Let $\mathfrak{p} \in \operatorname{Spec}(A)$ be an arbitrary point, of courser we shall check that the corresponding morphism $$A_{\mathfrak{p}} \longrightarrow (f_*\mathcal{O}_Y)_{\mathfrak{p}}.$$ The problem is to compute the RHS. It can be done as follows. $$(f_*\mathcal{O}_Y)_{\mathfrak{p}} = \operatorname{colim}_{\mathfrak{p} \in U} \mathcal{O}_Y(f^{-1}(U)) = \operatorname{colim}_{\mathfrak{p} \in D(g)} \mathcal{O}_Y(f^{-1}(D(g))) = (A \setminus \mathfrak{p})^{-1}B,$$ where $(A\setminus \mathfrak{p})$ is viewed as a multiplicative set in $B$ via $\varphi$. To clarify this computation:

  • The first equality follows from definition.
  • The second equality follows from the fact that distinguished open sets form a basis of Zariski topology.
  • The last one is a consequence of the fact that $f^{-1}(D(g))= D(\varphi(g))$ (can you prove this?)

By an abuse of notation, we can assume that $A \subset B$ since $\varphi$ is injective. So we have reduced the question to proving the canonical morphism $$A_{\mathfrak{p}} \longrightarrow (A\setminus \mathfrak{p})^{-1}B \ \ \ \ \frac{a}{s} \longmapsto \frac{a}{s}$$ is injective. This should be obvious.

Since you seem to be confused about stalks. I would say that the stalks we are taking, i.e. $$\mathcal{O}_{X,\mathfrak{p}} \longrightarrow (f_*\mathcal{O}_Y)_{\mathfrak{p}}$$ is completely different from the ones $$\mathcal{O}_{X,f(\mathfrak{q})} \longrightarrow \mathcal{O}_{Y,\mathfrak{q}}$$ coming from the definition of a morphism of locally ringed spaces (for which we require them to be local maps). The first one is obtained by taking stalks of two sheaves $\mathcal{O}_X$ and $f_*\mathcal{O}_Y$ which are both sheaves on $X$ so you can only speak about stalks of points of $X$. Another point is that the morphisms $\mathcal{O}_{X,\mathfrak{p}} \longrightarrow (f_*\mathcal{O}_Y)_{\mathfrak{p}}$ exist beforehand at the level of sheaves while $\mathcal{O}_{X,f(\mathfrak{q})} \longrightarrow \mathcal{O}_{Y,\mathfrak{q}}$ do not come from a morphism of sheaves.
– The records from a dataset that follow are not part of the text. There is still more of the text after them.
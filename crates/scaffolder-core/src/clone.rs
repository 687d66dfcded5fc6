//! Repository cloning
//!
//! The core only needs "put the template at this path"; [`GitCloner`] does
//! it with the `git` binary and [`clone_repo_and_clean`] strips the version
//! control metadata afterwards.

use crate::error::{Result, ScaffoldError};
use std::future::Future;
use std::io::ErrorKind;
use std::path::{Path, PathBuf};
use tokio::process::Command;
use tracing::{debug, info};
use url::Url;

/// Where a template came from and where it landed
#[derive(Debug, Clone, PartialEq, Eq)]
pub struct CloneResult {
    pub source: String,
    pub destination: PathBuf,
}

/// Clone transport contract
pub trait RepoCloner {
    fn clone_repo(
        &self,
        source: &str,
        destination: &Path,
    ) -> impl Future<Output = Result<CloneResult>> + Send;
}

/// Options for [`GitCloner`]
#[derive(Debug, Clone, Default)]
pub struct CloneOptions {
    /// Shallow clone with specified depth
    pub depth: Option<u32>,
    /// Branch or tag to check out
    pub branch: Option<String>,
}

/// Clones with the system `git` binary
#[derive(Debug, Clone, Default)]
pub struct GitCloner {
    options: CloneOptions,
}

impl GitCloner {
    pub fn new(options: CloneOptions) -> Self {
        Self { options }
    }
}

impl RepoCloner for GitCloner {
    async fn clone_repo(&self, source: &str, destination: &Path) -> Result<CloneResult> {
        info!("Cloning {} -> {}", source, destination.display());

        if !is_valid_repo_address(source) {
            return Err(ScaffoldError::clone_failed(
                source,
                "not a git URL or an existing local path",
            ));
        }
        if !is_empty_or_missing(destination) {
            return Err(ScaffoldError::clone_failed(
                source,
                format!("destination {} is not empty", destination.display()),
            ));
        }

        let mut cmd = Command::new("git");
        cmd.arg("clone").arg("--quiet");
        if let Some(depth) = self.options.depth {
            cmd.arg("--depth").arg(depth.to_string());
        }
        if let Some(branch) = &self.options.branch {
            cmd.arg("--branch").arg(branch);
        }
        cmd.arg(source).arg(destination);

        debug!("Running: git clone");
        let output = cmd.output().await.map_err(|e| {
            let message = if e.kind() == ErrorKind::NotFound {
                "git command not found; make sure git is installed and in PATH".to_string()
            } else {
                e.to_string()
            };
            ScaffoldError::clone_failed(source, message)
        })?;

        if !output.status.success() {
            let stderr = String::from_utf8_lossy(&output.stderr);
            return Err(ScaffoldError::clone_failed(source, stderr.trim()));
        }

        Ok(CloneResult {
            source: source.to_string(),
            destination: destination.to_path_buf(),
        })
    }
}

/// Clone `source` into `destination` and remove its `.git` metadata
pub async fn clone_repo_and_clean<C: RepoCloner>(
    cloner: &C,
    source: &str,
    destination: &Path,
) -> Result<CloneResult> {
    let result = cloner.clone_repo(source, destination).await?;

    let git_dir = result.destination.join(".git");
    let removed = match tokio::fs::symlink_metadata(&git_dir).await {
        Ok(meta) if meta.is_dir() => tokio::fs::remove_dir_all(&git_dir).await,
        Ok(_) => tokio::fs::remove_file(&git_dir).await,
        Err(e) if e.kind() == ErrorKind::NotFound => Ok(()),
        Err(e) => Err(e),
    };
    removed.map_err(|e| {
        ScaffoldError::clone_failed(source, format!("failed to remove {}: {}", git_dir.display(), e))
    })?;

    debug!("Removed version control metadata from {}", result.destination.display());
    Ok(result)
}

/// Accept git-style URLs, scp-like `user@host:path`, and existing local paths
pub fn is_valid_repo_address(address: &str) -> bool {
    if address.trim().is_empty() {
        return false;
    }
    if let Ok(url) = Url::parse(address) {
        if matches!(url.scheme(), "https" | "http" | "ssh" | "git" | "file") {
            return true;
        }
    }
    if let Some((user_host, path)) = address.split_once(':') {
        if user_host.contains('@') && !user_host.contains('/') && !path.is_empty() {
            return true;
        }
    }
    Path::new(address).exists()
}

/// Last path segment of an address without `.git`, used as a default directory name
///
/// - https://github.com/user/repo.git -> repo
/// - git@github.com:user/repo.git -> repo
pub fn repo_name(address: &str) -> Option<String> {
    let trimmed = address.trim().trim_end_matches('/');
    let last = trimmed.rsplit(['/', ':']).next()?;
    let name = last.strip_suffix(".git").unwrap_or(last);
    (!name.is_empty()).then(|| name.to_string())
}

fn is_empty_or_missing(dir: &Path) -> bool {
    match std::fs::read_dir(dir) {
        Ok(mut entries) => entries.next().is_none(),
        Err(e) => e.kind() == ErrorKind::NotFound,
    }
}
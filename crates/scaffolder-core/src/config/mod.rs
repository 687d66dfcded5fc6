//! Template descriptor loading and cleanup
//!
//! The descriptor lives at the root of the cloned template and must never
//! ship with the generated project, so [`cleanup`] removes it once the
//! scaffold run is over.

pub mod descriptor;

use crate::error::{Result, ScaffoldError};
use crate::settings::Settings;
use std::io::ErrorKind;
use std::path::Path;
use tracing::debug;

pub use descriptor::{
    Choice, FinishAction, Question, QuestionKind, SavePresetPolicy, TemplateDescriptor,
};

/// Load the descriptor in `dir`, or the default one when there is none
pub fn load(dir: &Path, settings: &Settings) -> Result<TemplateDescriptor> {
    let path = settings.descriptor_path(dir);
    let content = match std::fs::read_to_string(&path) {
        Ok(content) => content,
        Err(e) if e.kind() == ErrorKind::NotFound => {
            debug!("No descriptor at {}, using defaults", path.display());
            return Ok(TemplateDescriptor::default());
        }
        Err(e) => return Err(ScaffoldError::descriptor(&path, e.to_string())),
    };

    let descriptor = TemplateDescriptor::from_yaml(&content)
        .map_err(|message| ScaffoldError::descriptor(&path, message))?;
    descriptor
        .validate()
        .map_err(|message| ScaffoldError::descriptor(&path, message))?;

    debug!(
        "Loaded descriptor {} (prompts: {}, save_preset: {:?})",
        path.display(),
        descriptor.prompts.as_ref().map_or(0, Vec::len),
        descriptor.save_preset
    );
    Ok(descriptor)
}

/// Remove the descriptor from `dir`; a missing file is not an error
pub fn cleanup(dir: &Path, settings: &Settings) -> Result<()> {
    let path = settings.descriptor_path(dir);
    match std::fs::remove_file(&path) {
        Ok(()) => {
            debug!("Removed descriptor {}", path.display());
            Ok(())
        }
        Err(e) if e.kind() == ErrorKind::NotFound => Ok(()),
        Err(e) => Err(e.into()),
    }
}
In fact, the second one is obtained from the first one by \begin{equation} \begin{split}\mathcal{O}_{X,f(\mathfrak{q})} = \operatorname{colim}_{f(\mathfrak{q}) \in U} \mathcal{O}_X(U) = & \longrightarrow \operatorname{colim}_{\mathfrak{q} \in f^{-1}(U)} \mathcal{O}_Y(f^{-1}(U)) = (f_*\mathcal{O}_Y)_{f(\mathfrak{q})} \\ & \longrightarrow \operatorname{colim}_{\mathfrak{q} \in V}\mathcal{O}_Y(V) = \mathcal{O}_{Y,\mathfrak{q}}.\end{split} \end{equation} You can see that the second morphism is obtained by the universal property of colimits, or I can say that the indexing sets are different, one varies over open subsets of form $f^{-1}(U)$ and one varies over all open subsets.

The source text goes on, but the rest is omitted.